A major issue is that The Meeting Place receives no ongoing government or corporate funding. They had to learn to be lean and creative with the funding they do have. One way to achieve this is to be mission-focused and not be drawn into too many different activities due to various funding opportunities.
Program design and evaluation is challenging in a rural community; the issue being how best to design programs that are meaningful on a regular basis and make an impact on the community and individual(s).
Other challenges include determining actions for real change in the long term; how to mobilize to move actions forward; and how to source adequate community development skills and knowledge to support ongoing and future initiatives.
The Meeting Place plans to focus on the community as a whole with regards to community development and engagement, emphasizing the need for collaborative ventures in program delivery.
One project is the SPARK Project, funded by Bruce County, aims at understanding the issues that seasonal workers face in North Bruce.

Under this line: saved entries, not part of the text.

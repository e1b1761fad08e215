use tracing_subscriber::EnvFilter;

/// Used when neither the debug flag nor `RUST_LOG` is set.
const DEFAULT_FILTER: &str = "warn,decimal_spin=info";

/// Debug mode also surfaces per-keystroke rejections from the primitive.
const DEBUG_FILTER: &str = "info,decimal_spin=trace";

/// Filter directives for the subscriber. The debug flag wins over
/// `rust_log`; a blank or missing `rust_log` falls back to the default.
pub fn filter_directives(enable_debug: bool, rust_log: Option<&str>) -> String {
    if enable_debug {
        return DEBUG_FILTER.to_string();
    }
    match rust_log.map(str::trim) {
        Some(directives) if !directives.is_empty() => directives.to_string(),
        _ => DEFAULT_FILTER.to_string(),
    }
}

/// Initialize tracing and bridge `log` to `tracing`.
/// Safe to call more than once; later calls are no-ops.
pub fn init_tracing(enable_debug: bool) {
    // The app layer logs through `log`, the library through `tracing`
    let _ = tracing_log::LogTracer::init();

    let rust_log = std::env::var(EnvFilter::DEFAULT_ENV).ok();
    let directives = filter_directives(enable_debug, rust_log.as_deref());
    let env_filter = EnvFilter::try_new(&directives).unwrap_or_else(|e| {
        eprintln!("ignoring malformed {}: {e}", EnvFilter::DEFAULT_ENV);
        EnvFilter::new(DEFAULT_FILTER)
    });

    tracing_subscriber::fmt()
        .with_env_filter(env_filter)
        .with_target(true)
        .with_thread_names(false)
        .try_init()
        .ok();

    tracing::debug!(filter = %directives, "tracing initialized");
}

Another goal is to respond to larger system issues such as affordable housing and food security. A current SPARK project initiative is investigating the feasibility of the creation of a Long Term Rental (LTR) Accommodation Inventory. The Meeting Place is also working with the new Housing Taskforce with dedicated municipal staff involvement assisting in moving issues forward.
In seeking collaborative ventures, Steinacher is pleased with the progress of the intentional connections with Lion’s Head, two current ventures are with NP CoWork Space on the SPARK program; and with Colter and her organization on program support for seniors.
Looking towards the future “The Meeting Place is about growing the Community Hub; getting better at the strategies of rural social support; looking outward to collaborate with others; mobilizing resources; and striving to increase positive impact on the community.”